Without omitting anything, return the records precisely as given.

DATA FOR PROCESSING:
========================================================================

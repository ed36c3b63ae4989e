//! `tracing` subscriber setup.

use tracing_subscriber::{fmt, layer::SubscriberExt, util::SubscriberInitExt, EnvFilter, Registry};

use crate::config::LogConfig;

/// Install the global subscriber.  `RUST_LOG` takes precedence over
/// `config.level`.  Calling this twice is harmless; the second call is ignored.
pub fn init(config: &LogConfig) {
    let filter = EnvFilter::try_from_default_env()
        .or_else(|_| EnvFilter::try_new(&config.level))
        .unwrap_or_else(|_| EnvFilter::new("info"));

    let result = if config.json {
        Registry::default().with(filter).with(fmt::layer().json()).try_init()
    } else {
        Registry::default().with(filter).with(fmt::layer()).try_init()
    };

    if result.is_ok() {
        tracing::debug!(level = %config.level, json = config.json, "logging initialised");
    }
}
//! Fixed-voice engine: fast narration with a voice bundled in the model.

use super::{SynthesisBackend, VoiceConfig};
use crate::audio::Waveform;
use crate::error::SynthesisError;
use crate::text::clean_for_speech;

pub const SAMPLE_RATE: u32 = 24_000;
pub const PAUSE_SECS: f32 = 0.2;

/// A model that speaks text with one of its built-in voices at
/// [`SAMPLE_RATE`].
pub trait NarrationModel {
    fn narrate(&mut self, text: &str, voice: &str) -> anyhow::Result<Vec<f32>>;
}

pub struct DefaultVoiceEngine<M> {
    model: M,
    default_voice: String,
}

impl<M: NarrationModel> DefaultVoiceEngine<M> {
    /// `default_voice` is used whenever the run does not name a voice, which
    /// includes runs that carry a reference clip.
    pub fn new(model: M, default_voice: impl Into<String>) -> Self {
        Self { model, default_voice: default_voice.into() }
    }

    pub fn model(&self) -> &M {
        &self.model
    }
}

impl<M: NarrationModel> SynthesisBackend for DefaultVoiceEngine<M> {
    fn name(&self) -> &'static str {
        "default-voice"
    }

    fn sample_rate(&self) -> u32 {
        SAMPLE_RATE
    }

    fn pause_duration(&self) -> f32 {
        PAUSE_SECS
    }

    fn synthesize(&mut self, text: &str, voice: &VoiceConfig) -> Result<Waveform, SynthesisError> {
        let text = clean_for_speech(text);
        if text.is_empty() {
            return Err(SynthesisError::EmptyText);
        }
        let voice = match voice {
            VoiceConfig::Builtin(name) if !name.trim().is_empty() => name.as_str(),
            _ => self.default_voice.as_str(),
        };

        let samples = self.model.narrate(&text, voice).map_err(SynthesisError::Model)?;
        Ok(Waveform::new(samples, SAMPLE_RATE))
    }
}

========================================================================

RESPONSE:
repository ed36c3b63ae4989e
//! `tracing` subscriber setup.

use tracing_subscriber::{fmt, layer::SubscriberExt, util::SubscriberInitExt, EnvFilter, Registry};

use crate::config::LogConfig;

/// Install the global subscriber.  `RUST_LOG` takes precedence over
/// `config.level`.  Calling this twice is harmless; the second call is ignored.
pub fn init(config: &LogConfig) {
    let filter = EnvFilter::try_from_default_env()
        .or_else(|_| EnvFilter::try_new(&config.level))
        .unwrap_or_else(|_| EnvFilter::new("info"));

    let result = if config.json {
        Registry::default().with(filter).with(fmt::layer().json()).try_init()
    } else {
        Registry::default().with(filter).with(fmt::layer()).try_init()
    };

    if result.is_ok() {
        tracing::debug!(level = %config.level, json = config.json, "logging initialised");
    }
}
//! Fixed-voice engine: fast narration with a voice bundled in the model.

use super::{SynthesisBackend, VoiceConfig};
use crate::audio::Waveform;
use crate::error::SynthesisError;
use crate::text::clean_for_speech;

pub const SAMPLE_RATE: u32 = 24_000;
pub const PAUSE_SECS: f32 = 0.2;

/// A model that speaks text with one of its built-in voices at
/// [`SAMPLE_RATE`].
pub trait NarrationModel {
    fn narrate(&mut self, text: &str, voice: &str) -> anyhow::Result<Vec<f32>>;
}

pub struct DefaultVoiceEngine<M> {
    model: M,
    default_voice: String,
}

impl<M: NarrationModel> DefaultVoiceEngine<M> {
    /// `default_voice` is used whenever the run does not name a voice, which
    /// includes runs that carry a reference clip.
    pub fn new(model: M, default_voice: impl Into<String>) -> Self {
        Self { model, default_voice: default_voice.into() }
    }

    pub fn model(&self) -> &M {
        &self.model
    }
}

impl<M: NarrationModel> SynthesisBackend for DefaultVoiceEngine<M> {
    fn name(&self) -> &'static str {
        "default-voice"
    }

    fn sample_rate(&self) -> u32 {
        SAMPLE_RATE
    }

    fn pause_duration(&self) -> f32 {
        PAUSE_SECS
    }

    fn synthesize(&mut self, text: &str, voice: &VoiceConfig) -> Result<Waveform, SynthesisError> {
        let text = clean_for_speech(text);
        if text.is_empty() {
            return Err(SynthesisError::EmptyText);
        }
        let voice = match voice {
            VoiceConfig::Builtin(name) if !name.trim().is_empty() => name.as_str(),
            _ => self.default_voice.as_str(),
        };

        let samples = self.model.narrate(&text, voice).map_err(SynthesisError::Model)?;
        Ok(Waveform::new(samples, SAMPLE_RATE))
    }
}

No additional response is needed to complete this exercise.